*Input records*.

|---|

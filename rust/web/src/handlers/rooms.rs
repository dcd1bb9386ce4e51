use super::{empty_response, error_response, success_response};
use crate::events::{EventBus, RoomEvent, RoomTransport};
use crate::rooms::{GameMode, RoomId, RoomListing, RoomRegistry, Visibility};
use crate::session::SessionManager;
use serde::Deserialize;
use std::sync::Arc;
use warp::http::StatusCode;
use warp::reply::Response;

#[derive(Debug, Deserialize)]
pub struct CreateRoomRequest {
    pub name: String,
    #[serde(default)]
    pub visibility: Option<Visibility>,
    #[serde(default)]
    pub password: Option<String>,
    #[serde(default)]
    pub mode: Option<GameMode>,
}

#[derive(Debug, Default, Deserialize)]
pub struct JoinRoomRequest {
    #[serde(default)]
    pub password: Option<String>,
}

/// Registers a new room and announces it on the lobby stream.
///
/// POST `/api/rooms` with `{ "name", "visibility"?, "password"?, "mode"? }`.
/// Visibility defaults to public, mode to player-vs-player. Responds 201
/// with the room's public listing.
pub async fn create_room(
    registry: Arc<RoomRegistry>,
    event_bus: Arc<EventBus>,
    identity: String,
    request: CreateRoomRequest,
) -> Response {
    let visibility = request.visibility.unwrap_or(Visibility::Public);
    let mode = request.mode.unwrap_or(GameMode::PlayerVsPlayer);

    match registry.create(&request.name, visibility, request.password, mode, &identity) {
        Ok(room) => {
            let listing = RoomListing::from(&room);
            event_bus.broadcast_lobby(RoomEvent::RoomCreated {
                room: listing.clone(),
            });
            success_response(StatusCode::CREATED, listing)
        }
        Err(err) => error_response(err),
    }
}

/// Lists every room for the lobby, oldest first.
///
/// GET `/api/rooms`; responds 200 with an array of listings.
pub async fn list_rooms(registry: Arc<RoomRegistry>) -> Response {
    match registry.list() {
        Ok(listings) => success_response(StatusCode::OK, listings),
        Err(err) => error_response(err),
    }
}

/// Joins (or reconnects to) a room.
///
/// POST `/api/rooms/{id}/join` with `{ "password"? }`. Responds 200 with
/// the full session snapshot for the joining connection; membership and
/// seat changes reach the room via its event stream.
pub async fn join_room(
    sessions: Arc<SessionManager>,
    room_id: RoomId,
    identity: String,
    request: JoinRoomRequest,
) -> Response {
    match sessions.join(&room_id, &identity, request.password.as_deref()) {
        Ok(snapshot) => success_response(StatusCode::OK, snapshot),
        Err(err) => error_response(err),
    }
}

/// Leaves a room. The last member out dissolves it.
///
/// POST `/api/rooms/{id}/leave`; responds 204.
pub async fn leave_room(
    sessions: Arc<SessionManager>,
    room_id: RoomId,
    identity: String,
) -> Response {
    match sessions.leave(&room_id, &identity) {
        Ok(()) => empty_response(StatusCode::NO_CONTENT),
        Err(err) => error_response(err),
    }
}

/// Dissolves a room on the creator's request.
///
/// DELETE `/api/rooms/{id}`; responds 204. Subscribers of the room and
/// the lobby receive `room_dissolved`.
pub async fn dissolve_room(
    sessions: Arc<SessionManager>,
    room_id: RoomId,
    identity: String,
) -> Response {
    match sessions.dissolve(&room_id, &identity) {
        Ok(()) => empty_response(StatusCode::NO_CONTENT),
        Err(err) => error_response(err),
    }
}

|---|

*Task description*. Which lines above contain the word "warp"? Copy all of them.

*Response area*.
use warp::http::StatusCode;
use warp::reply::Response;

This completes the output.